13/06/2026 21:13 - Politica
Oficina gubernamental con funcionarios analizando documentos en una reunión política tensa, escritorio con papeles y pantallas mostrando estadísticas
La Casa Rosada (équivalent argentin du Palais de l'Élysée) déploie une stratégie politique pour éviter la destitution de Manuel Adorni, chef de Cabinet des ministres. Selon Letra P, l'aile libertarienne espère que la motion de censure n'aboutira pas, comptant sur le fait que les pressions de Mauricio Macri ne trouveront pas de consensus au sein du PRO.
Cependant, si le pire scénario se concrétise, le président Javier Milei a préparé un plan B inédit : signer à nouveau le décret de nomination d'Adorni si le Congrès le destitue.
La Casa Rosada est le siège du pouvoir exécutif argentin, situé à Buenos Aires. Son nom vient de sa couleur rose caractéristique.
Le PRO (Proposition républicaine) est un parti politique de centre-droit fondé par Mauricio Macri, ancien président (2015-2019).
Le péronisme est le principal mouvement politique argentin depuis les années 1940, fondé par Juan Perón. Le kirchnérisme en est l'aile gauche, menée par Cristina Fernández de Kirchner.
Javier Milei, économiste libertarien, est président depuis décembre 2023. Son style politique inédit bouleverse le paysage traditionnel argentin.
L'ancien président Mauricio Macri a publié deux communiqués sévères ces dernières heures contestant le chef de Cabinet. Jeudi vers 17 heures, le parti "jaune" (couleur du PRO) a averti que "à ce stade, l'attitude la plus responsable est de protéger le changement, en agissant avec transparence".
Vendredi, Macri est allé plus loin avec un message direct : "Monsieur le Président : ceux qui soutiennent le changement veulent que vous défendiez le changement et non Adorni". Cette position est partagée par Juan Schiaretti et des représentants cordobiens de Provincias Unies, ainsi que par la sénatrice Alejandra Vigo.
Selon Letra P, le calme affiché par les frères Milei et Adorni en privé contraste avec l'inconfort généré à l'intérieur. Ministres, secrétaires et conseillers considèrent que la continuité du chef de Cabinet complique l'image du Président et paralyse partiellement la gestion de nombreuses zones.
Une étude de l'agence Enter Comunicación a enregistré une croissance négative exponentielle dans les conversations sur Adorni :
| Date | Mentions | Motif |
|---|---|---|
| 10 juin | 135 000 | Début du scandale |
| 11 juillet | 323 000 | Déclaration sous serment et interview |
Ce volume représente le pic le plus élevé de conversations en réseaux sociaux sur ce fonctionnaire, dépassant les mentions liées à l'enquête judiciaire sur ses voyages et les polémiques sur son patrimoine.

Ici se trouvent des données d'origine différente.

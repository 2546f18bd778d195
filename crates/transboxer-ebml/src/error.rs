//! Error types for transboxer-ebml.

use thiserror::Error;

/// Result type for transboxer-ebml operations.
pub type Result<T> = std::result::Result<T, Error>;

/// Error type for EBML decoding and encoding.
#[derive(Debug, Error)]
pub enum Error {
    /// A variable-length integer has no marker bit in its first byte.
    #[error("Corrupt stream: vint at offset {offset} is wider than 8 bytes (first byte {first:#04x})")]
    InvalidVintWidth {
        /// Absolute stream offset of the offending byte.
        offset: u64,
        /// The first byte of the vint.
        first: u8,
    },

    /// A value does not fit the requested vint width.
    #[error("Value {value} does not fit in a {width}-byte vint")]
    VintOverflow { value: u64, width: usize },

    /// An element id whose leading byte does not announce its own width.
    #[error("Invalid element id {0:#x}")]
    InvalidElementId(u64),

    /// Vint widths are limited to 1..=8 bytes.
    #[error("Invalid vint width {0}, expected 1..=8")]
    VintWidthOutOfRange(usize),

    /// An element claims to extend past the end of its parent.
    #[error("Element {id:#x} at offset {offset} ends at {end}, past its parent's end {parent_end}")]
    ElementOverrun {
        id: u64,
        offset: u64,
        end: u64,
        parent_end: u64,
    },

    /// Only master elements may use the unknown-length size marker.
    #[error("Element {id:#x} ({name}) at offset {offset} has unknown size but is not a container")]
    UnknownSizeLeaf {
        id: u64,
        name: &'static str,
        offset: u64,
    },

    /// A leaf element declares more content than the decoder will buffer.
    #[error("Element {id:#x} ({name}) at offset {offset} declares {size} bytes, limit is {max}")]
    LeafTooLarge {
        id: u64,
        name: &'static str,
        offset: u64,
        size: u64,
        max: u64,
    },

    /// A SimpleBlock or Block payload is too short to hold its header.
    #[error("Malformed block: {0}")]
    MalformedBlock(String),

    /// Input was written after `finish`.
    #[error("Decoder already finished")]
    Finished,
}

impl Error {
    /// Create a malformed block error.
    pub fn malformed_block(msg: impl Into<String>) -> Self {
        Self::MalformedBlock(msg.into())
    }
}
//! Decoded element values.

use bytes::Bytes;

use crate::block::Block;
use crate::error::Result;
use crate::schema::ElementType;

/// Nanoseconds between the Unix epoch and the Matroska date origin,
/// 2001-01-01T00:00:00Z.
pub const MATROSKA_EPOCH_UNIX_NS: i64 = 978_307_200_000_000_000;

/// A decoded leaf value.
#[derive(Debug, Clone, PartialEq)]
pub enum Value {
    Unsigned(u64),
    /// Unsigned integers wider than 6 bytes, as lowercase hex.
    UnsignedHex(String),
    Signed(i64),
    Float(f64),
    /// Signed or float payload of an unsupported width.
    NotANumber,
    String(String),
    Utf8(String),
    /// Nanoseconds since 2001-01-01T00:00:00Z.
    Date(i64),
    Binary(Bytes),
    Block(Block),
    Unknown(Bytes),
}

impl Value {
    /// Decode a leaf payload according to its registry type.
    ///
    /// `simple` selects SimpleBlock semantics for `ElementType::Block`.
    pub fn decode(ty: ElementType, data: Bytes, simple: bool) -> Result<Self> {
        let value = match ty {
            ElementType::Unsigned => decode_unsigned(&data),
            ElementType::Signed => decode_signed(&data),
            ElementType::Float => decode_float(&data),
            ElementType::String => Value::String(decode_text(&data)),
            ElementType::Utf8 => Value::Utf8(decode_text(&data)),
            ElementType::Date => match <[u8; 8]>::try_from(&data[..]) {
                Ok(raw) => Value::Date(i64::from_be_bytes(raw)),
                Err(_) => Value::Binary(data),
            },
            ElementType::Binary => Value::Binary(data),
            ElementType::Block => Value::Block(Block::parse(data, simple)?),
            ElementType::Master | ElementType::Unknown => Value::Unknown(data),
        };
        Ok(value)
    }

    pub fn as_u64(&self) -> Option<u64> {
        match *self {
            Value::Unsigned(v) => Some(v),
            Value::Signed(v) => u64::try_from(v).ok(),
            _ => None,
        }
    }

    pub fn as_i64(&self) -> Option<i64> {
        match *self {
            Value::Signed(v) => Some(v),
            Value::Unsigned(v) => i64::try_from(v).ok(),
            _ => None,
        }
    }

    pub fn as_f64(&self) -> Option<f64> {
        match *self {
            Value::Float(v) => Some(v),
            Value::Unsigned(v) => Some(v as f64),
            Value::Signed(v) => Some(v as f64),
            _ => None,
        }
    }

    pub fn as_str(&self) -> Option<&str> {
        match self {
            Value::String(s) | Value::Utf8(s) | Value::UnsignedHex(s) => Some(s),
            _ => None,
        }
    }

    pub fn as_bytes(&self) -> Option<&Bytes> {
        match self {
            Value::Binary(b) | Value::Unknown(b) => Some(b),
            _ => None,
        }
    }

    pub fn as_block(&self) -> Option<&Block> {
        match self {
            Value::Block(b) => Some(b),
            _ => None,
        }
    }

    /// Date as nanoseconds since the Unix epoch.
    pub fn as_unix_nanos(&self) -> Option<i64> {
        match *self {
            Value::Date(ns) => ns.checked_add(MATROSKA_EPOCH_UNIX_NS),
            _ => None,
        }
    }
}

fn decode_unsigned(data: &[u8]) -> Value {
    match data.len() {
        1 => Value::Unsigned(data[0] as u64),
        2 => Value::Unsigned(u16::from_be_bytes([data[0], data[1]]) as u64),
        4 => Value::Unsigned(u32::from_be_bytes([data[0], data[1], data[2], data[3]]) as u64),
        0..=6 => Value::Unsigned(data.iter().fold(0u64, |acc, &b| (acc << 8) | b as u64)),
        _ => Value::UnsignedHex(hex::encode(data)),
    }
}

fn decode_signed(data: &[u8]) -> Value {
    match data.len() {
        1 => Value::Signed(data[0] as i8 as i64),
        2 => Value::Signed(i16::from_be_bytes([data[0], data[1]]) as i64),
        4 => Value::Signed(i32::from_be_bytes([data[0], data[1], data[2], data[3]]) as i64),
        _ => Value::NotANumber,
    }
}

fn decode_float(data: &[u8]) -> Value {
    if let Ok(raw) = <[u8; 4]>::try_from(data) {
        Value::Float(f32::from_be_bytes(raw) as f64)
    } else if let Ok(raw) = <[u8; 8]>::try_from(data) {
        Value::Float(f64::from_be_bytes(raw))
    } else {
        Value::NotANumber
    }
}

// Strings may be zero-padded to their element size.
fn decode_text(data: &[u8]) -> String {
    let end = data.iter().position(|&b| b == 0).unwrap_or(data.len());
    String::from_utf8_lossy(&data[..end]).into_owned()
}

#[cfg(test)]
mod tests {
    use super::*;

    fn decode(ty: ElementType, data: &'static [u8]) -> Value {
        Value::decode(ty, Bytes::from_static(data), true).unwrap()
    }

    #[test]
    fn test_unsigned_widths() {
        assert_eq!(decode(ElementType::Unsigned, &[]), Value::Unsigned(0));
        assert_eq!(decode(ElementType::Unsigned, &[0x2A]), Value::Unsigned(42));
        assert_eq!(decode(ElementType::Unsigned, &[0x0F, 0x42, 0x40]), Value::Unsigned(1_000_000));
        assert_eq!(
            decode(ElementType::Unsigned, &[1, 2, 3, 4, 5, 6]),
            Value::Unsigned(0x0102_0304_0506)
        );
        assert_eq!(
            decode(ElementType::Unsigned, &[1, 2, 3, 4, 5, 6, 7]),
            Value::UnsignedHex("01020304050607".into())
        );
    }

    #[test]
    fn test_signed_widths() {
        assert_eq!(decode(ElementType::Signed, &[0xFF]), Value::Signed(-1));
        assert_eq!(decode(ElementType::Signed, &[0xFF, 0x38]), Value::Signed(-200));
        assert_eq!(decode(ElementType::Signed, &[0, 0, 1, 0]), Value::Signed(256));
        assert_eq!(decode(ElementType::Signed, &[0, 0, 1]), Value::NotANumber);
    }

    #[test]
    fn test_float_widths() {
        assert_eq!(decode(ElementType::Float, &[0x3F, 0x80, 0, 0]), Value::Float(1.0));
        assert_eq!(
            decode(ElementType::Float, &[0x40, 0x8F, 0x40, 0, 0, 0, 0, 0]),
            Value::Float(1000.0)
        );
        assert_eq!(decode(ElementType::Float, &[0x3F, 0x80]), Value::NotANumber);
    }

    #[test]
    fn test_text_trims_padding() {
        assert_eq!(
            decode(ElementType::String, b"webm\0\0"),
            Value::String("webm".into())
        );
        assert_eq!(
            decode(ElementType::Utf8, "Caf\u{e9}".as_bytes()),
            Value::Utf8("Caf\u{e9}".into())
        );
    }

    #[test]
    fn test_date() {
        let v = decode(ElementType::Date, &[0, 0, 0, 0, 0, 0, 0, 0]);
        assert_eq!(v, Value::Date(0));
        assert_eq!(v.as_unix_nanos(), Some(MATROSKA_EPOCH_UNIX_NS));
        assert_eq!(
            decode(ElementType::Date, &[1, 2]),
            Value::Binary(Bytes::from_static(&[1, 2]))
        );
    }

    #[test]
    fn test_accessors() {
        assert_eq!(Value::Unsigned(7).as_u64(), Some(7));
        assert_eq!(Value::Signed(-7).as_u64(), None);
        assert_eq!(Value::Unsigned(7).as_f64(), Some(7.0));
        assert_eq!(Value::Utf8("x".into()).as_str(), Some("x"));
        assert!(Value::NotANumber.as_f64().is_none());
    }
}
/// Ranking Module
///
/// Two-pass related-route ranking.
///
/// # Workflow
/// 1. Primary pass: fetch active routes with the reference's destination and
///    score them with the relevance scorer
/// 2. If the primary pass under-fills the target, fetch active routes with
///    the reference's origin and quota-fill from them
/// 3. Dedup by id (primary first), merge, stable sort, truncate
///
/// Fetch failures degrade to an empty pass; nothing is surfaced to the caller.
pub mod engine;

pub use engine::RankingEngine;

use crate::models::ItemError;
use crate::services::fetcher::FetchError;
use thiserror::Error;

/// Conditions the engine recovers from locally. They are logged, never
/// returned.
#[derive(Debug, Error)]
pub enum RankingError {
    #[error("Invalid reference: {0}")]
    InvalidReference(#[from] ItemError),

    #[error("{pass} fetch failed: {source}")]
    FetchFailure {
        pass: &'static str,
        #[source]
        source: FetchError,
    },
}
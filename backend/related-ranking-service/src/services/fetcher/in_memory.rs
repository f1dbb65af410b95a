use super::{CandidateFetcher, FetchError, Result};
use crate::models::{CandidateFilter, Item, ACTIVE_STATUS};
use async_trait::async_trait;
use serde::{Deserialize, Serialize};
use tracing::debug;

/// A stored item together with its listing status.
#[derive(Debug, Clone, PartialEq, Serialize, Deserialize)]
pub struct Listing {
    #[serde(flatten)]
    pub item: Item,
    #[serde(default = "default_status")]
    pub status: String,
}

fn default_status() -> String {
    ACTIVE_STATUS.to_string()
}

impl Listing {
    pub fn active(item: Item) -> Self {
        Self {
            item,
            status: default_status(),
        }
    }

    pub fn with_status(item: Item, status: impl Into<String>) -> Self {
        Self {
            item,
            status: status.into(),
        }
    }
}

/// In-memory candidate pool
///
/// Answers fetches from an owned list in insertion order. Useful for
/// embedding the engine over an already-loaded catalogue and in tests.
#[derive(Debug, Clone, Default)]
pub struct InMemoryFetcher {
    listings: Vec<Listing>,
}

impl InMemoryFetcher {
    pub fn new(listings: Vec<Listing>) -> Self {
        Self { listings }
    }

    /// Every item is stored as an active listing.
    pub fn from_items(items: impl IntoIterator<Item = Item>) -> Self {
        Self::new(items.into_iter().map(Listing::active).collect())
    }

    /// Parse a JSON array of listings (`status` defaults to "active").
    pub fn from_json(json: &str) -> serde_json::Result<Self> {
        let listings: Vec<Listing> = serde_json::from_str(json)?;
        Ok(Self::new(listings))
    }

    pub fn len(&self) -> usize {
        self.listings.len()
    }

    pub fn is_empty(&self) -> bool {
        self.listings.is_empty()
    }
}

#[async_trait]
impl CandidateFetcher for InMemoryFetcher {
    async fn fetch(
        &self,
        filter: &CandidateFilter,
        page: u32,
        page_size: u32,
    ) -> Result<Vec<Item>> {
        if page == 0 {
            return Err(FetchError::InvalidRequest("page is 1-based".to_string()));
        }
        if page_size == 0 {
            return Err(FetchError::InvalidRequest("page_size must be positive".to_string()));
        }

        let skip = (page as usize - 1) * page_size as usize;
        let items: Vec<Item> = self
            .listings
            .iter()
            .filter(|listing| filter.matches(&listing.item, &listing.status))
            .skip(skip)
            .take(page_size as usize)
            .map(|listing| listing.item.clone())
            .collect();

        debug!(
            page = page,
            page_size = page_size,
            returned = items.len(),
            "In-memory fetch completed"
        );

        Ok(items)
    }
}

Le Gouvernement considère que la négativité autour d'Adorni masque les triomphes de son modèle économique :
Manuel Adorni a reconnu avoir omis 500 000 USD dans ses déclarations sous serment. Son patrimoine est passé de moins de 20 millions de pesos à 944 millions de pesos. L'enquête judiciaire est menée par le juge Ariel Lijo et le procureur Gerardo Pollicita.
Au Sénat, Victoria Villarruel a convoqué une session pour interpellation et vote de censure. Le péronisme a besoin de 37 voix pour le destituer. Patricia Bullrich négocie avec des alliés potentiels comme Camau Espínola, Alejandra Vigo, Flavia Royón, Julieta Corroza, Beatriz Ávila et des sénateurs de Misiones.
La motion de censure à la Chambre des députés compte 120 signatures (il en faut 129 pour le quorum) et une session spéciale a été demandée pour le 24 juin.